“Wild” by Cheryl Strayed

I few weeks ago, I mentioned that at the beginning of October, I had a chance to attend Automattic Grant Meetup in Florida. Part of the new additions to the Grand Meetup were speakers who gave talks about their books in different areas. One of them was Cheryl Strayed.

Prior to listening to her speech, I was not familiar with her writing. I usually do not read contemporary fiction so I was not surprised at my ignorance. After the talk was over, Cheryl was signing books for us so I grabbed the one called “Wild” and handed it to her asking for the autograph. Well, now since I had a book presented and signed by the author herself, I had to read it.
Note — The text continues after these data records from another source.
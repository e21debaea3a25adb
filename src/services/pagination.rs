//! Opaque continuation tokens for paginated listings.
//!
//! A token is the JSON form of a [`RecordKey`] encoded with URL-safe base64
//! (no padding), so it survives a query string untouched. Clients treat it
//! as an opaque string.

use crate::models::image::RecordKey;
use base64::{Engine as _, engine::general_purpose::URL_SAFE_NO_PAD};
use serde_json::json;
use thiserror::Error;

#[derive(Debug, Error, PartialEq, Eq)]
pub enum TokenError {
    #[error("pagination token is not valid base64")]
    Encoding,
    #[error("pagination token does not describe a resume position")]
    Structure,
    #[error("pagination token belongs to a different listing")]
    ForeignListing,
}

/// Encode a resume key. `None` in, `None` out.
pub fn encode_token(key: Option<&RecordKey>) -> Option<String> {
    key.map(|key| {
        let raw = json!({
            "owner_id": key.owner_id,
            "created_at": key.created_at,
        })
        .to_string();
        URL_SAFE_NO_PAD.encode(raw)
    })
}

/// Decode a token produced by [`encode_token`].
pub fn decode_token(token: Option<&str>) -> Result<Option<RecordKey>, TokenError> {
    let Some(token) = token else {
        return Ok(None);
    };

    let raw = URL_SAFE_NO_PAD
        .decode(token.trim())
        .map_err(|_| TokenError::Encoding)?;
    let key: RecordKey = serde_json::from_slice(&raw).map_err(|_| TokenError::Structure)?;
    if key.owner_id.is_empty() || key.created_at.is_empty() {
        return Err(TokenError::Structure);
    }

    Ok(Some(key))
}
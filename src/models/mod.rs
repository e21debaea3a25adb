//! Core data models for the image store.
//!
//! `ImageRecord` maps one-to-one onto the `images` table via `sqlx::FromRow`;
//! `ImageMetadata` is the projection handed back to clients.

pub mod image;
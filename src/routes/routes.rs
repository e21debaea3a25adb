//! Defines routes for the image API.
//!
//! ## Structure
//! - `GET    /health`                      — liveness
//! - `GET    /readyz`                      — readiness (database + object store)
//! - `POST   /images`                      — upload (JSON base64 or multipart form)
//! - `GET    /images`                      — list an owner's images (filters, pagination)
//! - `GET    /images/{image_id}`           — image metadata
//! - `GET    /images/{image_id}/download`  — image payload (base64)
//! - `DELETE /images/{image_id}`           — delete payload and metadata
//!
//! Every response carries `Access-Control-Allow-Origin: *`.

use crate::{
    handlers::{
        health_handlers::{health, readyz},
        image_handlers::{delete_image, download_image, get_image, list_images, upload_image},
    },
    services::image_service::ImageService,
};
use axum::{
    Router,
    extract::DefaultBodyLimit,
    http::{HeaderValue, header},
    routing::get,
};
use tower_http::{set_header::SetResponseHeaderLayer, trace::TraceLayer};

/// Route table, still waiting for its `ImageService` state.
pub fn routes() -> Router<ImageService> {
    Router::new()
        .route("/health", get(health))
        .route("/readyz", get(readyz))
        .route("/images", get(list_images).post(upload_image))
        .route("/images/{image_id}", get(get_image).delete(delete_image))
        .route("/images/{image_id}/download", get(download_image))
}

/// Fully layered application router.
pub fn app(service: ImageService, max_upload_bytes: usize) -> Router {
    routes()
        .layer(DefaultBodyLimit::max(max_upload_bytes))
        .layer(SetResponseHeaderLayer::overriding(
            header::ACCESS_CONTROL_ALLOW_ORIGIN,
            HeaderValue::from_static("*"),
        ))
        .layer(TraceLayer::new_for_http())
        .with_state(service)
}
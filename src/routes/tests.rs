use super::routes::app;
use crate::services::{
    image_service::ImageService, metadata_store::memory_store, object_store::LocalObjectStore,
};
use axum::{
    Router,
    body::{Body, to_bytes},
    http::{Method, Request, StatusCode, header},
};
use base64::{Engine as _, engine::general_purpose::STANDARD};
use serde_json::{Value, json};
use std::sync::Arc;
use tempfile::TempDir;
use tower::ServiceExt;

const BOUNDARY: &str = "image-store-test-boundary";

async fn test_app() -> (Router, TempDir) {
    let dir = TempDir::new().unwrap();
    let service = ImageService::new(
        memory_store().await,
        Arc::new(LocalObjectStore::new(dir.path())),
        "test-images-bucket",
    );
    (app(service, 1024 * 1024), dir)
}

async fn send(app: &Router, request: Request<Body>) -> (StatusCode, header::HeaderMap, Vec<u8>) {
    let response = app.clone().oneshot(request).await.unwrap();
    let status = response.status();
    let headers = response.headers().clone();
    let body = to_bytes(response.into_body(), usize::MAX).await.unwrap();
    (status, headers, body.to_vec())
}

async fn send_json(app: &Router, request: Request<Body>) -> (StatusCode, Value) {
    let (status, headers, body) = send(app, request).await;
    assert_eq!(headers[header::CONTENT_TYPE], "application/json");
    assert_eq!(headers[header::ACCESS_CONTROL_ALLOW_ORIGIN], "*");
    (status, serde_json::from_slice(&body).unwrap())
}

fn get(uri: &str) -> Request<Body> {
    Request::builder().uri(uri).body(Body::empty()).unwrap()
}

fn delete(uri: &str) -> Request<Body> {
    Request::builder()
        .method(Method::DELETE)
        .uri(uri)
        .body(Body::empty())
        .unwrap()
}

fn post_json(payload: Value) -> Request<Body> {
    Request::builder()
        .method(Method::POST)
        .uri("/images")
        .header(header::CONTENT_TYPE, "application/json")
        .body(Body::from(payload.to_string()))
        .unwrap()
}

fn post_multipart(fields: &[(&str, &str)], file: Option<(&str, &str, &[u8])>) -> Request<Body> {
    let mut body = Vec::new();
    for (name, value) in fields {
        body.extend_from_slice(
            format!(
                "--{BOUNDARY}\r\nContent-Disposition: form-data; name=\"{name}\"\r\n\r\n{value}\r\n"
            )
            .as_bytes(),
        );
    }
    if let Some((file_name, content_type, bytes)) = file {
        body.extend_from_slice(
            format!(
                "--{BOUNDARY}\r\n\
                 Content-Disposition: form-data; name=\"file\"; filename=\"{file_name}\"\r\n\
                 Content-Type: {content_type}\r\n\r\n"
            )
            .as_bytes(),
        );
        body.extend_from_slice(bytes);
        body.extend_from_slice(b"\r\n");
    }
    body.extend_from_slice(format!("--{BOUNDARY}--\r\n").as_bytes());

    Request::builder()
        .method(Method::POST)
        .uri("/images")
        .header(
            header::CONTENT_TYPE,
            format!("multipart/form-data; boundary={BOUNDARY}"),
        )
        .body(Body::from(body))
        .unwrap()
}

fn image_json(user: &str, file_name: &str, content_type: &str, bytes: &[u8], tags: Value) -> Value {
    json!({
        "user_id": user,
        "file_name": file_name,
        "content_type": content_type,
        "image_base64": STANDARD.encode(bytes),
        "tags": tags,
    })
}

async fn upload(app: &Router, payload: Value) -> String {
    let (status, body) = send_json(app, post_json(payload)).await;
    assert_eq!(status, StatusCode::CREATED, "{body}");
    body["image_id"].as_str().unwrap().to_string()
}

#[tokio::test]
async fn health_reports_ok() {
    let (app, _dir) = test_app().await;
    let (status, body) = send_json(&app, get("/health")).await;
    assert_eq!(status, StatusCode::OK);
    assert_eq!(body, json!({"status": "ok"}));
}

#[tokio::test]
async fn readiness_checks_both_stores() {
    let (app, _dir) = test_app().await;
    let (status, body) = send_json(&app, get("/readyz")).await;
    assert_eq!(status, StatusCode::OK);
    assert_eq!(body["checks"]["sqlite"]["ok"], true);
    assert_eq!(body["checks"]["object_store"]["ok"], true);
}

#[tokio::test]
async fn json_upload_then_metadata_hides_storage_location() {
    let (app, _dir) = test_app().await;
    let mut payload = image_json(
        "user-1",
        "photo.jpg",
        "image/jpeg",
        b"image-bytes",
        json!(["summer", "trip"]),
    );
    payload["description"] = json!("Beach day");
    let image_id = upload(&app, payload).await;

    let (status, meta) = send_json(&app, get(&format!("/images/{image_id}"))).await;
    assert_eq!(status, StatusCode::OK);
    assert_eq!(meta["tags"], json!(["summer", "trip"]));
    assert_eq!(meta["user_id"], "user-1");
    assert_eq!(meta["size_bytes"], 11);
    assert_eq!(meta["description"], "Beach day");
    assert!(meta.get("blob_bucket").is_none());
    assert!(meta.get("blob_key").is_none());
}

#[tokio::test]
async fn json_upload_missing_fields_is_bad_request() {
    let (app, _dir) = test_app().await;
    let (status, body) = send_json(&app, post_json(json!({"user_id": "user-1"}))).await;
    assert_eq!(status, StatusCode::BAD_REQUEST);
    assert_eq!(body["message"], "file_name is required");

    let mut bad = image_json("user-1", "a.png", "image/png", b"x", json!([]));
    bad["image_base64"] = json!("***");
    let (status, _) = send_json(&app, post_json(bad)).await;
    assert_eq!(status, StatusCode::BAD_REQUEST);
}

#[tokio::test]
async fn multipart_and_json_uploads_store_the_same_bytes() {
    let (app, _dir) = test_app().await;
    let bytes: &[u8] = b"\x89PNG\r\n\x1a\nfile-bytes";

    let json_id = upload(
        &app,
        image_json("user-2", "avatar.png", "image/png", bytes, json!("a,b")),
    )
    .await;

    let (status, body) = send_json(
        &app,
        post_multipart(
            &[("user_id", "user-2"), ("tags", "a,b"), ("description", "desc")],
            Some(("avatar.png", "image/png", bytes)),
        ),
    )
    .await;
    assert_eq!(status, StatusCode::CREATED, "{body}");
    let multipart_id = body["image_id"].as_str().unwrap().to_string();

    let mut downloads = Vec::new();
    for id in [&json_id, &multipart_id] {
        let (_, meta) = send_json(&app, get(&format!("/images/{id}"))).await;
        assert_eq!(meta["size_bytes"], bytes.len());
        assert_eq!(meta["content_type"], "image/png");
        assert_eq!(meta["tags"], json!(["a", "b"]));

        let (status, _, body) = send(&app, get(&format!("/images/{id}/download"))).await;
        assert_eq!(status, StatusCode::OK);
        downloads.push(STANDARD.decode(body).unwrap());
    }
    assert_eq!(downloads[0], bytes);
    assert_eq!(downloads[0], downloads[1]);
}

#[tokio::test]
async fn multipart_without_file_or_user_is_bad_request() {
    let (app, _dir) = test_app().await;
    let (status, body) = send_json(&app, post_multipart(&[("user_id", "user-2")], None)).await;
    assert_eq!(status, StatusCode::BAD_REQUEST);
    assert_eq!(body["message"], "file field is required");

    let (status, body) = send_json(
        &app,
        post_multipart(&[], Some(("a.png", "image/png", &b"x"[..]))),
    )
    .await;
    assert_eq!(status, StatusCode::BAD_REQUEST);
    assert_eq!(body["message"], "user_id is required");
}

#[tokio::test]
async fn download_sets_attachment_headers() {
    let (app, _dir) = test_app().await;
    let image_id = upload(
        &app,
        image_json("user-4", "doc.png", "image/png", b"download", json!([])),
    )
    .await;

    let (status, headers, body) = send(&app, get(&format!("/images/{image_id}/download"))).await;
    assert_eq!(status, StatusCode::OK);
    assert_eq!(headers[header::CONTENT_TYPE], "image/png");
    assert_eq!(
        headers[header::CONTENT_DISPOSITION],
        "attachment; filename=\"doc.png\""
    );
    assert_eq!(headers["content-transfer-encoding"], "base64");
    assert_eq!(headers[header::ACCESS_CONTROL_ALLOW_ORIGIN], "*");
    assert_eq!(body, STANDARD.encode(b"download").into_bytes());
}

#[tokio::test]
async fn list_filters_by_time_and_tag() {
    let (app, _dir) = test_app().await;
    upload(
        &app,
        image_json("user-3", "one.jpg", "image/jpeg", b"one", json!(["travel"])),
    )
    .await;
    tokio::time::sleep(std::time::Duration::from_millis(5)).await;
    let cutoff = chrono::Utc::now().to_rfc3339();
    tokio::time::sleep(std::time::Duration::from_millis(5)).await;
    upload(
        &app,
        image_json("user-3", "two.jpg", "image/png", b"two", json!(["work"])),
    )
    .await;
    upload(
        &app,
        image_json("user-3", "three.jpg", "image/png", b"three", json!(["travel"])),
    )
    .await;

    let uri = format!(
        "/images?user_id=user-3&created_from={}&tag=work",
        cutoff.replace('+', "%2B")
    );
    let (status, body) = send_json(&app, get(&uri)).await;
    assert_eq!(status, StatusCode::OK);
    let items = body["items"].as_array().unwrap();
    assert_eq!(items.len(), 1);
    assert_eq!(items[0]["content_type"], "image/png");
    assert_eq!(items[0]["file_name"], "two.jpg");
    assert!(body["next_token"].is_null());

    let (_, body) = send_json(&app, get("/images?user_id=user-3&content_type=image/png")).await;
    assert_eq!(body["items"].as_array().unwrap().len(), 2);

    let (_, body) = send_json(&app, get("/images?user_id=user-3&tag=trav")).await;
    assert!(body["items"].as_array().unwrap().is_empty());
}

#[tokio::test]
async fn list_pages_with_next_token() {
    let (app, _dir) = test_app().await;
    let mut ids = Vec::new();
    for i in 0..5 {
        ids.push(
            upload(
                &app,
                image_json("user-6", &format!("{i}.png"), "image/png", b"px", json!([])),
            )
            .await,
        );
        tokio::time::sleep(std::time::Duration::from_millis(2)).await;
    }

    let mut seen = Vec::new();
    let mut uri = "/images?user_id=user-6&limit=2".to_string();
    loop {
        let (status, body) = send_json(&app, get(&uri)).await;
        assert_eq!(status, StatusCode::OK);
        let items = body["items"].as_array().unwrap();
        assert!(items.len() <= 2);
        seen.extend(items.iter().map(|i| i["image_id"].as_str().unwrap().to_string()));
        match body["next_token"].as_str() {
            Some(token) => uri = format!("/images?user_id=user-6&limit=2&next_token={token}"),
            None => break,
        }
    }

    ids.reverse();
    assert_eq!(seen, ids);
}

#[tokio::test]
async fn list_rejects_bad_parameters() {
    let (app, _dir) = test_app().await;
    for uri in [
        "/images",
        "/images?user_id=",
        "/images?user_id=user-1&limit=ten",
        "/images?user_id=user-1&next_token=corrupt!!",
        "/images?user_id=user-1&created_to=soon",
    ] {
        let (status, body) = send_json(&app, get(uri)).await;
        assert_eq!(status, StatusCode::BAD_REQUEST, "{uri}: {body}");
    }
}

#[tokio::test]
async fn delete_then_fetch_is_not_found() {
    let (app, _dir) = test_app().await;
    let image_id = upload(
        &app,
        image_json("user-5", "del.png", "image/png", b"delete", json!([])),
    )
    .await;

    let (status, body) = send_json(&app, delete(&format!("/images/{image_id}"))).await;
    assert_eq!(status, StatusCode::OK);
    assert_eq!(body, json!({"message": "Image deleted"}));

    let (status, _) = send_json(&app, get(&format!("/images/{image_id}"))).await;
    assert_eq!(status, StatusCode::NOT_FOUND);
    let (status, _) = send_json(&app, get(&format!("/images/{image_id}/download"))).await;
    assert_eq!(status, StatusCode::NOT_FOUND);
    let (status, _) = send_json(&app, delete(&format!("/images/{image_id}"))).await;
    assert_eq!(status, StatusCode::NOT_FOUND);
}

#[tokio::test]
async fn overlong_file_name_is_stored_and_kept_in_metadata() {
    let (app, _dir) = test_app().await;
    let file_name = format!("{}.png", "a".repeat(300));
    let image_id = upload(
        &app,
        image_json("user-7", &file_name, "image/png", b"long", json!([])),
    )
    .await;

    let (status, meta) = send_json(&app, get(&format!("/images/{image_id}"))).await;
    assert_eq!(status, StatusCode::OK);
    assert_eq!(meta["file_name"], file_name);

    let (status, _, body) = send(&app, get(&format!("/images/{image_id}/download"))).await;
    assert_eq!(status, StatusCode::OK);
    assert_eq!(STANDARD.decode(body).unwrap(), b"long");
}

#[tokio::test]
async fn missing_user_is_reported_before_bad_base64() {
    let (app, _dir) = test_app().await;
    let (status, body) = send_json(&app, post_json(json!({"image_base64": "***"}))).await;
    assert_eq!(status, StatusCode::BAD_REQUEST);
    assert_eq!(body["message"], "user_id is required");
}

#[tokio::test]
async fn date_only_bounds_are_accepted() {
    let (app, _dir) = test_app().await;
    upload(
        &app,
        image_json("user-8", "a.png", "image/png", b"a", json!([])),
    )
    .await;

    let (status, body) =
        send_json(&app, get("/images?user_id=user-8&created_from=2024-01-01")).await;
    assert_eq!(status, StatusCode::OK);
    assert_eq!(body["items"].as_array().unwrap().len(), 1);

    let (status, body) =
        send_json(&app, get("/images?user_id=user-8&created_to=2024-01-01")).await;
    assert_eq!(status, StatusCode::OK);
    assert!(body["items"].as_array().unwrap().is_empty());
}

#[tokio::test]
async fn non_string_tags_are_stringified() {
    let (app, _dir) = test_app().await;
    let image_id = upload(
        &app,
        image_json("user-9", "a.png", "image/png", b"a", json!(["a", 1, true])),
    )
    .await;

    let (_, meta) = send_json(&app, get(&format!("/images/{image_id}"))).await;
    assert_eq!(meta["tags"], json!(["a", "1", "true"]));
}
“Wild” is an autobiographical novel about a young girl who lost her mum because of cancer and in her grief, set on ruining her own life. She even came to consuming heroin and got pregnant by her heroin-addicted boyfriend. As a way to release her grief, she decides to hike on a Pacific Crest Trail, a trail that starts at the border of Mexico and goes up north to the border of Canada. Although she has not ever been on a hike that lasted a few days, she is resolved to get started and the story follows her journey until she reaches the end of the trail ( by the way, if you are thinking about the movie that has the same plot, you are not mistaken. There is a movie called “Wild” which is based on this novel starring Reese Witherspoon).

I had an interesting dilemma about the main character – I was not connecting to her much yet I thought it was courageous of her to realize that she needs to free herself from the burden of grief and find a way to let it go. Although she was not close or relatable to me, I did admire her trusting her gut and making a hard decision to go for something that she might not be able to undertake and yet she did.
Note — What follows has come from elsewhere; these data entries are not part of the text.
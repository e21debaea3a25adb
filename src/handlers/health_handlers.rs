//! Health & readiness handlers.
//!
//! - GET /health  -> simple liveness ({"status":"ok"})
//! - GET /readyz  -> readiness that checks the record store and object store

use crate::services::image_service::ImageService;
use axum::{Json, extract::State, http::StatusCode, response::IntoResponse};
use serde::Serialize;
use std::collections::HashMap;

/// `GET /health`
///
/// Liveness probe; never performs I/O.
pub async fn health() -> impl IntoResponse {
    (
        StatusCode::OK,
        Json(HealthResponse {
            status: "ok".into(),
        }),
    )
}

/// `GET /readyz`
///
/// 1. Runs `SELECT 1` against the metadata database.
/// 2. Writes, reads back and deletes a probe file in the object store.
///
/// HTTP 200 when all checks pass, HTTP 503 when any check fails.
pub async fn readyz(State(service): State<ImageService>) -> impl IntoResponse {
    let sqlite_check = match service.records().ping().await {
        Ok(()) => CheckStatus::ok(),
        Err(e) => CheckStatus::failed(e.to_string()),
    };
    let disk_check = match service.objects().check().await {
        Ok(()) => CheckStatus::ok(),
        Err(e) => CheckStatus::failed(format!("object store probe failed: {}", e)),
    };

    let overall_ok = sqlite_check.ok && disk_check.ok;

    let mut checks = HashMap::new();
    checks.insert("sqlite", sqlite_check);
    checks.insert("object_store", disk_check);

    let body = ReadyResponse {
        status: if overall_ok {
            "ok".into()
        } else {
            "error".into()
        },
        checks,
    };

    let status = if overall_ok {
        StatusCode::OK
    } else {
        StatusCode::SERVICE_UNAVAILABLE
    };
    (status, Json(body))
}

#[derive(Serialize)]
struct HealthResponse {
    status: String,
}

#[derive(Serialize)]
struct ReadyResponse {
    status: String,
    checks: HashMap<&'static str, CheckStatus>,
}

#[derive(Serialize)]
struct CheckStatus {
    ok: bool,
    error: Option<String>,
}

impl CheckStatus {
    fn ok() -> Self {
        Self {
            ok: true,
            error: None,
        }
    }

    fn failed(error: String) -> Self {
        Self {
            ok: false,
            error: Some(error),
        }
    }
}
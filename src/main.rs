use anyhow::Result;
use sqlx::sqlite::{SqliteConnectOptions, SqlitePoolOptions};
use std::{fs, io::ErrorKind, path::Path, str::FromStr, sync::Arc};
use tokio::net::TcpListener;
use tracing_subscriber::EnvFilter;

mod config;
mod errors;
mod handlers;
mod models;
mod routes;
mod services;

use services::{
    image_service::ImageService, metadata_store::MetadataStore, object_store::LocalObjectStore,
};

#[tokio::main]
async fn main() -> Result<()> {
    // --- Logging setup ---
    tracing_subscriber::fmt()
        .with_env_filter(EnvFilter::from_default_env())
        .init();

    // --- Parse config + migrate flag ---
    let (cfg, migrate) = config::AppConfig::from_env_and_args()?;

    tracing::info!("Starting image-store with config: {:?}", cfg);

    // --- Ensure storage directory exists ---
    if !Path::new(&cfg.storage_dir).exists() {
        fs::create_dir_all(&cfg.storage_dir)?;
        tracing::info!("Created storage directory at {}", cfg.storage_dir);
    }

    // --- Initialize SQLite connection ---
    let connect_options =
        SqliteConnectOptions::from_str(&cfg.database_url)?.create_if_missing(true);
    if let Some(parent) = connect_options.get_filename().parent() {
        if !parent.as_os_str().is_empty() && !parent.exists() {
            fs::create_dir_all(parent)?;
            tracing::info!("Created missing directory {:?}", parent);
        }
    }

    let db = Arc::new(
        SqlitePoolOptions::new()
            .max_connections(5)
            .connect_with(connect_options)
            .await?,
    );
    let records = MetadataStore::new(db);

    // --- Schema ---
    records.migrate().await?;
    if migrate {
        tracing::info!("Database migration complete.");
        return Ok(()); // exit after migration
    }

    // --- Initialize core service ---
    let objects = Arc::new(LocalObjectStore::new(cfg.storage_dir.clone()));
    let service = ImageService::new(records, objects, cfg.bucket.clone());

    // --- Build router ---
    let app = routes::routes::app(service, cfg.max_upload_bytes);

    // --- Start server ---
    let addr = cfg.addr();
    let listener = match TcpListener::bind(&addr).await {
        Ok(listener) => listener,
        Err(err)
            if err.kind() == ErrorKind::PermissionDenied
                && matches!(cfg.host.as_str(), "0.0.0.0" | "::") =>
        {
            let fallback_addr = format!("127.0.0.1:{}", cfg.port);
            tracing::warn!(
                "Permission denied binding to {} ({}). Falling back to {}",
                addr,
                err,
                fallback_addr
            );
            TcpListener::bind(&fallback_addr).await?
        }
        Err(err) => return Err(err.into()),
    };

    tracing::info!("Server listening on http://{}", listener.local_addr()?);
    axum::serve(listener, app).await?;

    Ok(())
}
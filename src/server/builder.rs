//! Server builder and run_server function

use crate::config::Config;
use crate::core::traffic_control::TrafficController;
use crate::server::server::HttpServer;
use crate::server::state::AppState;
use crate::utils::error::{GatewayError, Result};
use std::sync::Arc;
use tracing::info;

/// Server builder for easier configuration
#[derive(Default)]
pub struct ServerBuilder {
    config: Option<Config>,
    controller: Option<Arc<TrafficController>>,
}

impl ServerBuilder {
    /// Create a new server builder
    pub fn new() -> Self {
        Self::default()
    }

    /// Set configuration
    pub fn with_config(mut self, config: Config) -> Self {
        self.config = Some(config);
        self
    }

    /// Share a controller that outbound clients already use
    pub fn with_controller(mut self, controller: Arc<TrafficController>) -> Self {
        self.controller = Some(controller);
        self
    }

    /// Build the HTTP server
    pub fn build(self) -> Result<HttpServer> {
        let config = self
            .config
            .ok_or_else(|| GatewayError::Config("Configuration is required".to_string()))?;
        config.validate()?;

        match self.controller {
            Some(controller) => Ok(HttpServer::with_state(AppState::with_controller(
                config, controller,
            ))),
            None => HttpServer::new(&config),
        }
    }
}

/// Run the server with a loaded configuration
pub async fn run_server(config: Config) -> Result<()> {
    info!("Starting Venom traffic control service");

    let server = ServerBuilder::new().with_config(config).build()?;
    let server_config = server.config();
    info!(
        "Server starting at: http://{}:{}",
        server_config.host, server_config.port
    );
    info!("API Endpoints:");
    info!("   GET  /health - Health check");
    info!("   GET  /api/v1/traffic-control/status - Controller status");
    info!("   GET  /api/v1/traffic-control/metrics/{{scope}} - Per-scope metrics");
    info!("   POST /api/v1/traffic-control/reset/{{scope}} - Reset a scope");
    info!("   GET  /api/v1/governance/limits - Current limits");
    info!("   POST /api/v1/governance/limits - Replace limits");

    server.start().await
}
//! HTTP route handlers

use crate::server::state::AppState;
use actix_web::{HttpResponse, web};
use serde_json::json;

/// Health check endpoint handler
///
/// Never throttled; reports build info and whether the controller is degraded.
pub async fn health_check(state: web::Data<AppState>) -> HttpResponse {
    HttpResponse::Ok().json(json!({
        "status": "healthy",
        "timestamp": chrono::Utc::now().to_rfc3339(),
        "build": crate::build_info(),
        "traffic_control": {
            "degraded": state.controller.is_degraded(),
        }
    }))
}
For me, the story was mostly about bearing the things that we sometimes cannot bear. Cheryl’s backpack, which she calls Monster, is so terribly heavy that the first time she tries to lift it in her hotel room before setting on a hike, she can not. I thought this was a good symbolism for her emotional state – she was carrying the grief that was too heavy for her.

Ironically, before setting on a hike, Cheryl needed to change her name when divorcing her husband. She chose “strayed” which represented the way she felt – lacking belonging somewhere after she lost her mum and her relatives walked in different directions. At the end of the novel, she was anything but strayed – she was the exact opposite of it, she was found.